Mental health has become an increasingly prevalent topic, and there’s no exception when training for the Olympic games. Lily Williams, a cyclist who competed in Tokyo with Team USA, says, “I honestly don’t know how you could do it without a sport psychologist, our job is basically to go hurt ourselves as much as possible day in and day out, and it’s really helpful to have somebody help you disassociate that kind of work from feelings of negativity.” Aside from mental health, psychologists also help Olympians deal with performance anxiety, improve focus, and navigate distractions. 

On the neurological side of things, new cutting-edge training programs are also at work. Research suggests that it takes at least 250 milliseconds for the average person to begin moving after seeing a stimulus, with reaction times doubling if decisions on what moves to make or what strategy to employ were also at play (Drew, 2021). Projectiles in elite sports such as baseball and tennis travel from one player to another in as fast as 400 milliseconds, making snap judgement calls necessary for top-tier competitors. Bruce Abernathy, a behavioural scientist at the University of Queensland, Australia, suggests a three-stage analysis athletes use to strike these projectiles: an initial pre-play assessment on likely strategies the opponent will employ, followed by the crucial extraction of information from their opponent’s body movements, culminating in the body’s reaction to the incoming stimulus. What proved to be key was the incredibly skilled biomechanical analysis that top-level competitors were able to do subconsciously, as well as the predictive eye-tracking that comes with experience. Currently, in the world of baseball, some athletes are turning to VR technology to help speed up their decision-making process. 3D avatars of their opponents are shown to throw pitch after pitch, allowing players to make snap judgement calls on whether the pitch is a strike or a ball, a fastball or a curveball. 

Data science and statistical analysis are also at play when it comes to perfecting training regimens. Alessio Rossi, a former athlete and current postdoctoral researcher at the University of Pisa, Italy, compiles and analyses data to help athletes walk the fine line between peak performance and injury. These days athletes wear a myriad of gear while training, including accelerometers, monitors for heart rate and oxygen saturation, smart gear to track body positioning, and even equipment to track sleep quality and body temperature.  Analysis of this data can help make minute changes to one’s form, but also track over-exertion and predict injuries. 
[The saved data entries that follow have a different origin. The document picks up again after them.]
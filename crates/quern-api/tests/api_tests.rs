//! API surface tests over the in-memory state store.

use std::sync::Arc;

use axum::body::Body;
use axum::http::{header, Request, StatusCode};
use axum::Router;
use tower::ServiceExt;

use quern_api::{router, AppState};
use quern_core::config::{RuntimeSecrets, SecretsConfig};
use quern_core::{NodeKind, NodeResult, NodeState};
use quern_pipeline::store::memory::MemoryStore;
use quern_pipeline::store::{NodeFilter, NodeStore};
use quern_test_utils::{finish, sample_config, user_token, NodeBuilder};

const JWT_SECRET: &str = "test-signing-secret";
const LAB_SECRET: &str = "lab-callback-secret";

fn secrets() -> SecretsConfig {
    let mut secrets = SecretsConfig::default();
    secrets.jwt.secret = JWT_SECRET.to_string();
    secrets.runtimes.insert(
        "lava-lab".to_string(),
        RuntimeSecrets {
            runtime_token: None,
            callback_token: Some(LAB_SECRET.to_string()),
        },
    );
    secrets
}

fn app(store: &Arc<MemoryStore>) -> Router {
    let state = AppState::new(
        Arc::clone(store) as Arc<dyn NodeStore>,
        Arc::new(sample_config()),
        secrets(),
    );
    router(state)
}

fn post_json(uri: &str, auth: Option<&str>, body: serde_json::Value) -> Request<Body> {
    let mut builder = Request::builder()
        .method("POST")
        .uri(uri)
        .header(header::CONTENT_TYPE, "application/json");
    if let Some(auth) = auth {
        builder = builder.header(header::AUTHORIZATION, auth);
    }
    builder.body(Body::from(body.to_string())).unwrap()
}

async fn body_json(response: axum::response::Response) -> serde_json::Value {
    let bytes = axum::body::to_bytes(response.into_body(), 1 << 20)
        .await
        .unwrap();
    serde_json::from_slice(&bytes).unwrap()
}

fn bearer(sub: &str) -> String {
    format!("Bearer {}", user_token(JWT_SECRET, sub))
}

#[tokio::test]
async fn checkout_requires_auth() {
    let store = Arc::new(MemoryStore::new());
    let response = app(&store)
        .oneshot(post_json(
            "/api/checkout",
            None,
            serde_json::json!({"commit": "abc"}),
        ))
        .await
        .unwrap();
    assert_eq!(response.status(), StatusCode::UNAUTHORIZED);

    let response = app(&store)
        .oneshot(post_json(
            "/api/checkout",
            Some("Bearer not-a-token"),
            serde_json::json!({"commit": "abc"}),
        ))
        .await
        .unwrap();
    assert_eq!(response.status(), StatusCode::UNAUTHORIZED);
}

#[tokio::test]
async fn custom_checkout_carries_owner_and_jobfilter() {
    let store = Arc::new(MemoryStore::new());
    let response = app(&store)
        .oneshot(post_json(
            "/api/checkout",
            Some(&bearer("dev@example.org")),
            serde_json::json!({
                "url": "https://git.example.org/linux.git",
                "branch": "master",
                "commit": "user-commit",
                "jobfilter": ["kbuild-*"],
            }),
        ))
        .await
        .unwrap();
    assert_eq!(response.status(), StatusCode::OK);
    let body = body_json(response).await;

    let id: quern_core::NodeId = serde_json::from_value(body["id"].clone()).unwrap();
    let node = store.get(&id).await.unwrap().unwrap();
    assert_eq!(node.kind, NodeKind::Checkout);
    assert_eq!(node.owner.as_deref(), Some("dev@example.org"));
    assert_eq!(node.jobfilter.as_deref(), Some(&["kbuild-*".to_string()][..]));
    // The URL matches a configured tree, so the tree name is resolved.
    assert_eq!(
        node.data.kernel_revision.as_ref().map(|r| r.tree.as_str()),
        Some("mainline")
    );
    assert!(node.treeid.is_some());
}

#[tokio::test]
async fn retarget_checkout_creates_child() {
    let store = Arc::new(MemoryStore::new());
    let base = NodeBuilder::checkout()
        .commit("base-commit")
        .create(store.as_ref())
        .await
        .unwrap();

    let response = app(&store)
        .oneshot(post_json(
            "/api/checkout",
            Some(&bearer("dev@example.org")),
            serde_json::json!({
                "nodeid": base.id,
                "commit": "new-commit",
            }),
        ))
        .await
        .unwrap();
    assert_eq!(response.status(), StatusCode::OK);
    let body = body_json(response).await;

    assert_eq!(body["node"]["parent"], serde_json::json!(base.id));
    assert_eq!(
        body["node"]["data"]["kernel_revision"]["commit"],
        serde_json::json!("new-commit")
    );
}

#[tokio::test]
async fn jobretry_spawns_sibling() {
    let store = Arc::new(MemoryStore::new());
    let checkout = NodeBuilder::checkout().create(store.as_ref()).await.unwrap();
    let kbuild = NodeBuilder::child_of(&checkout, NodeKind::Kbuild, "kbuild-gcc-12-arm64")
        .create(store.as_ref())
        .await
        .unwrap();
    finish(store.as_ref(), &kbuild, NodeResult::Fail)
        .await
        .unwrap();

    let response = app(&store)
        .oneshot(post_json(
            "/api/jobretry",
            Some(&bearer("dev@example.org")),
            serde_json::json!({"nodeid": kbuild.id}),
        ))
        .await
        .unwrap();
    assert_eq!(response.status(), StatusCode::OK);
    let body = body_json(response).await;
    assert_eq!(body["node"]["data"]["retry_counter"], serde_json::json!(1));

    let siblings = store
        .find(
            &NodeFilter::new()
                .parent(checkout.id.clone())
                .name("kbuild-gcc-12-arm64"),
        )
        .await
        .unwrap();
    assert_eq!(siblings.len(), 2);
}

#[tokio::test]
async fn jobretry_rejects_running_node() {
    let store = Arc::new(MemoryStore::new());
    let checkout = NodeBuilder::checkout().create(store.as_ref()).await.unwrap();
    let kbuild = NodeBuilder::child_of(&checkout, NodeKind::Kbuild, "kbuild-gcc-12-arm64")
        .create(store.as_ref())
        .await
        .unwrap();

    let response = app(&store)
        .oneshot(post_json(
            "/api/jobretry",
            Some(&bearer("dev@example.org")),
            serde_json::json!({"nodeid": kbuild.id}),
        ))
        .await
        .unwrap();
    assert_eq!(response.status(), StatusCode::CONFLICT);
}

#[tokio::test]
async fn patchset_fingerprint_differs_from_base() {
    let store = Arc::new(MemoryStore::new());
    let base = NodeBuilder::checkout().create(store.as_ref()).await.unwrap();

    let response = app(&store)
        .oneshot(post_json(
            "/api/patchset",
            Some(&bearer("dev@example.org")),
            serde_json::json!({
                "nodeid": base.id,
                "patchurl": ["https://example.org/fix.mbox"],
            }),
        ))
        .await
        .unwrap();
    assert_eq!(response.status(), StatusCode::OK);
    let body = body_json(response).await;

    let id: quern_core::NodeId = serde_json::from_value(body["id"].clone()).unwrap();
    let node = store.get(&id).await.unwrap().unwrap();
    assert_eq!(node.kind, NodeKind::Checkout);
    assert_eq!(node.name, "patchset");
    assert_ne!(node.treeid, base.treeid);
    assert_eq!(
        node.data.extra["patchurl"],
        serde_json::json!(["https://example.org/fix.mbox"])
    );
}

fn lab_payload() -> serde_json::Value {
    serde_json::json!({
        "id": "lava-77",
        "status_string": "complete",
        "results": {
            "lava": [{"name": "validate", "result": "pass"}],
            "baseline": [{"name": "login", "result": "pass"}],
        },
    })
}

async fn seeded_job(store: &Arc<MemoryStore>) -> quern_core::Node {
    let checkout = NodeBuilder::checkout().create(store.as_ref()).await.unwrap();
    NodeBuilder::child_of(&checkout, NodeKind::Job, "baseline-arm64")
        .job_id("lava-77")
        .create(store.as_ref())
        .await
        .unwrap()
}

#[tokio::test]
async fn callback_rejects_bad_secret() {
    let store = Arc::new(MemoryStore::new());
    seeded_job(&store).await;

    let response = app(&store)
        .oneshot(post_json("/callback/lava-lab", None, lab_payload()))
        .await
        .unwrap();
    assert_eq!(response.status(), StatusCode::UNAUTHORIZED);

    let response = app(&store)
        .oneshot(post_json(
            "/callback/lava-lab",
            Some("Token wrong-secret"),
            lab_payload(),
        ))
        .await
        .unwrap();
    assert_eq!(response.status(), StatusCode::UNAUTHORIZED);
}

#[tokio::test]
async fn callback_rejects_runtime_mismatch() {
    let store = Arc::new(MemoryStore::new());
    seeded_job(&store).await;

    // Valid secret, but it belongs to lava-lab, not this path.
    let response = app(&store)
        .oneshot(post_json(
            "/callback/other-lab",
            Some(&format!("Token {LAB_SECRET}")),
            lab_payload(),
        ))
        .await
        .unwrap();
    assert_eq!(response.status(), StatusCode::UNAUTHORIZED);
}

#[tokio::test]
async fn callback_applies_results_idempotently() {
    let store = Arc::new(MemoryStore::new());
    let job = seeded_job(&store).await;

    let response = app(&store)
        .oneshot(post_json(
            "/callback/lava-lab",
            Some(&format!("Token {LAB_SECRET}")),
            lab_payload(),
        ))
        .await
        .unwrap();
    assert_eq!(response.status(), StatusCode::OK);

    let updated = store.get(&job.id).await.unwrap().unwrap();
    assert_eq!(updated.state, NodeState::Available);
    assert_eq!(updated.result, Some(NodeResult::Pass));

    let children = store
        .find(&NodeFilter::new().parent(job.id.clone()))
        .await
        .unwrap();
    let first_count = children.len();
    assert!(first_count >= 2);

    // Duplicate delivery updates in place, no new children.
    let response = app(&store)
        .oneshot(post_json(
            "/callback/lava-lab",
            Some(&format!("Token {LAB_SECRET}")),
            lab_payload(),
        ))
        .await
        .unwrap();
    assert_eq!(response.status(), StatusCode::OK);

    let children = store
        .find(&NodeFilter::new().parent(job.id.clone()))
        .await
        .unwrap();
    assert_eq!(children.len(), first_count);
}

#[tokio::test]
async fn callback_rejects_malformed_payload() {
    let store = Arc::new(MemoryStore::new());
    seeded_job(&store).await;

    let response = app(&store)
        .oneshot(post_json(
            "/callback/lava-lab",
            Some(&format!("Token {LAB_SECRET}")),
            serde_json::json!({"status_string": "complete"}),
        ))
        .await
        .unwrap();
    assert_eq!(response.status(), StatusCode::BAD_REQUEST);

    // Rejection leaves no side effects.
    let nodes = store
        .find(&NodeFilter::new().state(NodeState::Done))
        .await
        .unwrap();
    assert!(nodes.is_empty());
}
When it comes down to it, a person’s physiology is probably one of the most important factors at play in the realm of competitive sports. Although much is governed by your genetic predisposition, how often you train, what you eat, down to even what’s happening inside your cells, are considered when crafting the perfect human-machine. Francesca Amati, an exercise physiologist at the University of Lausanne, Switzerland, says that enzymes in your body can adapt to regular exercise, forming complexes that improve the efficiency of mitochondria, which in turn power your cells. The bodies of highly trained athletes may be fine-tuned even further on a cellular level, she adds, by storing fat globules (which are burned for energy) closer to mitochondria (King, 2021). “The quality of training and the type of training does impact mitochondria,” agrees David Hood, a mitochondrial scientist at the University of Toronto, Canada. Advancements in this field provide a scientific basis for the training regimen of modern competitors, adding to the decades-long trial and error methodology employed by sports physiologists. 

“One minute of performance on-stage, ten years of work off-stage” goes the Chinese adage, which accurately describes the careers of Olympians. Although most of the work is done behind the scenes, advancements in sports science have paved the way for most, if not all, of the competitors at the 2021 Tokyo Olympic games. From mental to physical performance, it truly allows us to go faster, be stronger, and aim higher. 

References

Drew, L. (2021). How athletes hit a fastball. Nature, 592(7852). King, A. (2021). Could mitochondria help athletes to make gains? Nature, 592(7852).